Wednesday, May 2, 2012

Chi-Town Part 1

Ok, Chicago is pretty legit.

First of all, Chi-Town definitely has its act together when it comes to public transportation.  From pretty much anywhere in the 'burbs, you have access to some type of public transportation.  Whether it be a city bus that leads you to a train, that leads you to the Green, Red, Brown, Purple, any-colored Line, or vice versa, you've got a way into and around the city.  West Coast, you are seriously slacking in this department (minus Portland).  If you want to get anywhere in Spokane, you better believe you are driving there.  I know very few people who are able to take advantage of Spokane's fine bus system.

I was more than excited for my first train ride.  And boy, could those locals tell I was from out of town.      We had to ask how to actually get to the loading ramp...

"Down the stairs, through the tunnel, a left or a right, up the stairs, and you're there."


Um, excuse me...do you have a map for that?  Ally and I managed, and we made it to the loading dock with seven minutes to spare.


Ally and I at the train station!


I was elated when we boarded the train.  One more thing I can cross off my bucket list!  The excitement wore off after about fifteen minutes, so Ally and I were just chatting for most of the ride.  We decided to get off at the Kedzie stop and switch to the Green Line.  We were in a questionable neighborhood, where there were half-empty beer bottles dotting the sidewalk and the windows on most of the houses were boarded up, so we hustled to the next train.

THE BEAN!!!!

After boarding the Green Line, we had a short ride into the city.  Ally had made a list of all the great things to visit in Chicago, and our first stop was The Bean.  The Bean is much more than it sounds; it's basically this giant misshapen mirror plopped in the middle of downtown Chicago.  I'm not quite sure who's idea it was to fund this artsy project, but they're a genius.  It was about 12:30 on a Wednesday afternoon, and the plaza was crawling with ridiculous looking tourists just like myself.  I could have stood out better if I had just worn my Jansport fannypack...why did I ever get rid of that thing???  


You can walk underneath The Bean, and inside, it is warped.  There are so many folds in this giant mirror that it almost seems to create alternate realities.  I immediately felt nauseous upon walking underneath this behemoth, but I held on until I was able to get a reasonable photo.  It is all about the picture, especially in this technological driven age.
Inside The Bean.  Can you find me?  I'm just about
in the middle of the photo...
Ally and I by the side of The Bean



I got to touch The Bean : )
Alright, enough with The Bean.  I mean, how fascinating can a giant piece of metal be?  Apparently, extremely fascinating, so here's one more photo.

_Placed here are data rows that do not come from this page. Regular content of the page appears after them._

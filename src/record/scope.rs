//! Scope record and close protocol state.
//!
//! A scope is a lifetime container: it tracks attached fibers for
//! interrupt-on-close and holds a LIFO stack of finalizers. Closing walks a
//! one-way state machine, so a scope closes at most once and its finalizers
//! run at most once:
//!
//! ```text
//! Open → Draining → Finalizing → Closed
//! ```
//!
//! `Draining` interrupts and waits out attached fibers; `Finalizing` runs the
//! finalizer stack; `Closed` stores the aggregated outcome for late callers.

use crate::record::finalizer::{Finalizer, FinalizerStack};
use crate::types::{FiberId, FiberOutcome, InterruptCause, ScopeId};
use smallvec::SmallVec;
use std::task::Waker;

/// The role a scope was created with.
#[derive(Debug, Clone, Copy, PartialEq, Eq)]
pub enum ScopeRole {
    /// The process-wide scope created at runtime start, closed at shutdown.
    Global,
    /// A scope created by a fiber for its own lexical region of work.
    Local,
    /// A scope created externally and passed around by handle.
    Explicit,
}

impl std::fmt::Display for ScopeRole {
    fn fmt(&self, f: &mut std::fmt::Formatter<'_>) -> std::fmt::Result {
        match self {
            Self::Global => write!(f, "global"),
            Self::Local => write!(f, "local"),
            Self::Explicit => write!(f, "explicit"),
        }
    }
}

/// The close-protocol state of a scope.
#[derive(Debug, Clone, Copy, PartialEq, Eq)]
pub enum ScopeState {
    /// Accepting attachments and finalizers.
    Open,
    /// Close begun: attached fibers have been sent interrupt requests; the
    /// closer waits for all of them to reach `Done`.
    Draining,
    /// Attached fibers are gone; the finalizer stack is running.
    Finalizing,
    /// Terminal. The aggregated outcome is stored on the record.
    Closed,
}

impl ScopeState {
    /// Returns true if the scope still accepts attachments and finalizers.
    #[must_use]
    pub const fn is_open(self) -> bool {
        matches!(self, Self::Open)
    }

    /// Returns true if the scope reached its terminal state.
    #[must_use]
    pub const fn is_closed(self) -> bool {
        matches!(self, Self::Closed)
    }

    /// Returns true if close has begun (any of Draining/Finalizing/Closed).
    #[must_use]
    pub const fn is_closing(self) -> bool {
        !self.is_open()
    }
}

/// Internal record for a scope.
#[derive(Debug)]
pub struct ScopeRecord {
    /// Unique identifier.
    pub id: ScopeId,
    /// Role this scope was created with.
    pub role: ScopeRole,
    /// Explicitly linked parent scope, if nested.
    pub parent: Option<ScopeId>,
    /// The fiber that created this scope, if any. Owned scopes are closed
    /// during the owner's interrupt unwinding.
    pub owner: Option<FiberId>,
    /// Current close-protocol state.
    pub state: ScopeState,
    /// Fibers tracked for interrupt-on-close. Tracking only: a scope never
    /// keeps a fiber alive.
    pub attached: Vec<FiberId>,
    /// Pending finalizers, popped in reverse registration order.
    pub finalizers: FinalizerStack,
    /// Wakers of close callers parked on this scope's completion.
    pub close_wakers: SmallVec<[Waker; 2]>,
    /// Why attached fibers were interrupted, recorded when draining begins.
    pub close_cause: Option<InterruptCause>,
    /// Finalizer failures collected so far by the finalizing driver.
    pub close_errors: Vec<crate::error::Error>,
    /// The aggregated outcome, stored when the scope reaches `Closed`.
    pub close_outcome: Option<FiberOutcome>,
}

impl ScopeRecord {
    /// Creates an open scope record.
    #[must_use]
    pub fn new(
        id: ScopeId,
        role: ScopeRole,
        parent: Option<ScopeId>,
        owner: Option<FiberId>,
    ) -> Self {
        Self {
            id,
            role,
            parent,
            owner,
            state: ScopeState::Open,
            attached: Vec::new(),
            finalizers: FinalizerStack::new(),
            close_wakers: SmallVec::new(),
            close_cause: None,
            close_errors: Vec::new(),
            close_outcome: None,
        }
    }

    /// Attaches a fiber for interrupt-on-close tracking.
    ///
    /// Returns false if the scope is already closing; the fork that asked
    /// for the attachment must fail instead of creating an untracked fiber.
    pub fn attach(&mut self, fiber: FiberId) -> bool {
        if !self.state.is_open() {
            return false;
        }
        if !self.attached.contains(&fiber) {
            self.attached.push(fiber);
        }
        true
    }

    /// Detaches a fiber (normally because it reached `Done`).
    pub fn detach(&mut self, fiber: FiberId) {
        self.attached.retain(|&f| f != fiber);
    }

    /// Returns true if any attached fiber has not yet completed.
    #[must_use]
    pub fn has_attached(&self) -> bool {
        !self.attached.is_empty()
    }

    /// Registers a finalizer.
    ///
    /// Returns the finalizer back if the scope is already closing, so the
    /// caller can run it immediately ("always runs, even late").
    pub fn add_finalizer(&mut self, finalizer: Finalizer) -> Result<(), Finalizer> {
        if self.state.is_open() {
            self.finalizers.push(finalizer);
            Ok(())
        } else {
            Err(finalizer)
        }
    }

    /// Begins the close sequence: `Open → Draining`.
    ///
    /// Only the first caller wins; everyone else observes the transition
    /// already made. Returns the attached fibers to interrupt on success.
    pub fn begin_drain(&mut self, cause: InterruptCause) -> Option<Vec<FiberId>> {
        if self.state != ScopeState::Open {
            return None;
        }
        self.state = ScopeState::Draining;
        self.close_cause = Some(cause);
        Some(self.attached.clone())
    }

    /// Advances `Draining → Finalizing` once all attached fibers are done.
    ///
    /// Exactly one caller wins this transition and becomes the finalizing
    /// driver; the rest keep waiting for `Closed`.
    pub fn begin_finalize(&mut self) -> bool {
        if self.state == ScopeState::Draining && self.attached.is_empty() {
            self.state = ScopeState::Finalizing;
            true
        } else {
            false
        }
    }

    /// Reverts `Finalizing → Draining` after the finalizing driver was
    /// dropped mid-run, so another closer can win the transition again.
    pub fn abandon_finalize(&mut self) -> bool {
        if self.state == ScopeState::Finalizing {
            self.state = ScopeState::Draining;
            true
        } else {
            false
        }
    }

    /// Completes the close: `Finalizing → Closed`.
    ///
    /// Stores the aggregated outcome and hands back the parked close wakers.
    pub fn complete_close(&mut self, outcome: FiberOutcome) -> Option<SmallVec<[Waker; 2]>> {
        if self.state != ScopeState::Finalizing {
            return None;
        }
        self.state = ScopeState::Closed;
        self.close_outcome = Some(outcome);
        Some(std::mem::take(&mut self.close_wakers))
    }

    /// Parks a close caller until the scope reaches `Closed`.
    pub fn add_close_waker(&mut self, waker: &Waker) {
        if !self.close_wakers.iter().any(|w| w.will_wake(waker)) {
            self.close_wakers.push(waker.clone());
        }
    }
}

#[cfg(test)]
mod tests {
    use super::*;
    use crate::types::Outcome;

    fn scope() -> ScopeRecord {
        ScopeRecord::new(ScopeId::new_for_test(0, 0), ScopeRole::Local, None, None)
    }

    fn fiber(n: u32) -> FiberId {
        FiberId::new_for_test(n, 0)
    }

    #[test]
    fn close_walks_one_way() {
        let mut s = scope();
        assert!(s.state.is_open());

        let drained = s.begin_drain(InterruptCause::scope_closed());
        assert_eq!(drained, Some(Vec::new()));
        assert_eq!(s.state, ScopeState::Draining);

        // Second drain attempt loses.
        assert!(s.begin_drain(InterruptCause::scope_closed()).is_none());

        assert!(s.begin_finalize());
        assert_eq!(s.state, ScopeState::Finalizing);
        assert!(!s.begin_finalize());

        assert!(s.complete_close(Outcome::Success(())).is_some());
        assert!(s.state.is_closed());
        assert!(s.complete_close(Outcome::Success(())).is_none());
    }

    #[test]
    fn drain_reports_attached_fibers() {
        let mut s = scope();
        assert!(s.attach(fiber(1)));
        assert!(s.attach(fiber(2)));
        assert!(s.attach(fiber(1)));
        assert_eq!(s.attached.len(), 2);

        let drained = s.begin_drain(InterruptCause::scope_closed()).unwrap();
        assert_eq!(drained, vec![fiber(1), fiber(2)]);
    }

    #[test]
    fn finalize_waits_for_detachment() {
        let mut s = scope();
        s.attach(fiber(1));
        s.begin_drain(InterruptCause::scope_closed());

        assert!(!s.begin_finalize());
        s.detach(fiber(1));
        assert!(!s.has_attached());
        assert!(s.begin_finalize());
    }

    #[test]
    fn attach_rejected_once_closing() {
        let mut s = scope();
        s.begin_drain(InterruptCause::scope_closed());
        assert!(!s.attach(fiber(1)));
        assert!(s.attached.is_empty());
    }

    #[test]
    fn late_finalizer_is_handed_back() {
        let mut s = scope();
        assert!(s.add_finalizer(Finalizer::sync(|| Ok(()))).is_ok());

        s.begin_drain(InterruptCause::scope_closed());
        let rejected = s.add_finalizer(Finalizer::sync(|| Ok(())));
        assert!(rejected.is_err());
        assert_eq!(s.finalizers.len(), 1);
    }

    #[test]
    fn closed_scope_stores_outcome() {
        let mut s = scope();
        s.begin_drain(InterruptCause::scope_closed());
        s.begin_finalize();
        s.complete_close(Outcome::Failure(crate::error::Error::FinalizerFailure(
            vec![crate::error::Error::Message("leak")],
        )));

        assert!(s.close_outcome.as_ref().is_some_and(Outcome::is_failure));
    }
}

In the same park as The Bean, there is also this really weird fountain.  Basically, it's two giant "brick" blocks that have faces on them.  These faces in turn spit water at each other.  The faces are digitally created, as the "bricks" seem to be a giant television screen.  They move, smile, blink, and for some reason, spit.  We spent a good fifteen or twenty minutes waiting between spits so we could get a photo.
The face - I was wondering how you were
chosen to be a face


Can you see the face spitting on our heads?

Again, I'm not quite sure who thought, 'Hmmm...we should make two giant brick cubes, throw them into Millennium Park, and have them spit at each other'.  There must be some weird dudes in Chicago, but they must be successful as ever.

 We wandered down Michigan Avenue for quite some time after our spitting adventure.  We shopped around a bit (I finally spent a few dollars on some clothes - much needed retail therapy after being in polos for six weeks!), and pretended to fit in at Sachs Fifth Avenue.  It should have been obvious that we had no business being in there (we were in yoga pants, t-shirts, tennis shoes, minimal makeup, with backpacks) and we snickered or gasped every time we read a price tag.  I have also discovered that I don't have the fashion knowledge or appreciation to be wearing any such clothing.  This stuff was hideous.  And $3,000.  We saw a sweater that looked like my grandmother could have knit it, and it had a picture of a face.  $1,500 - no thank you.  I'll stick to the three garnets for $20 at Forever 21.  I think it would be safe to say that I would have consumer guilt after shopping at Sachs, enough so that it might drive me insane.  So I think it is safe to say it's a blessing in disguise that I can't afford to shop there.  I'm saving myself a visit to a therapist.

Yes, that says USD 3,120, for an orange biker
jacket...not quite my style



This adventure is too big for one blog, and it is too late to continue writing it, so you're going to have to wait for the rest!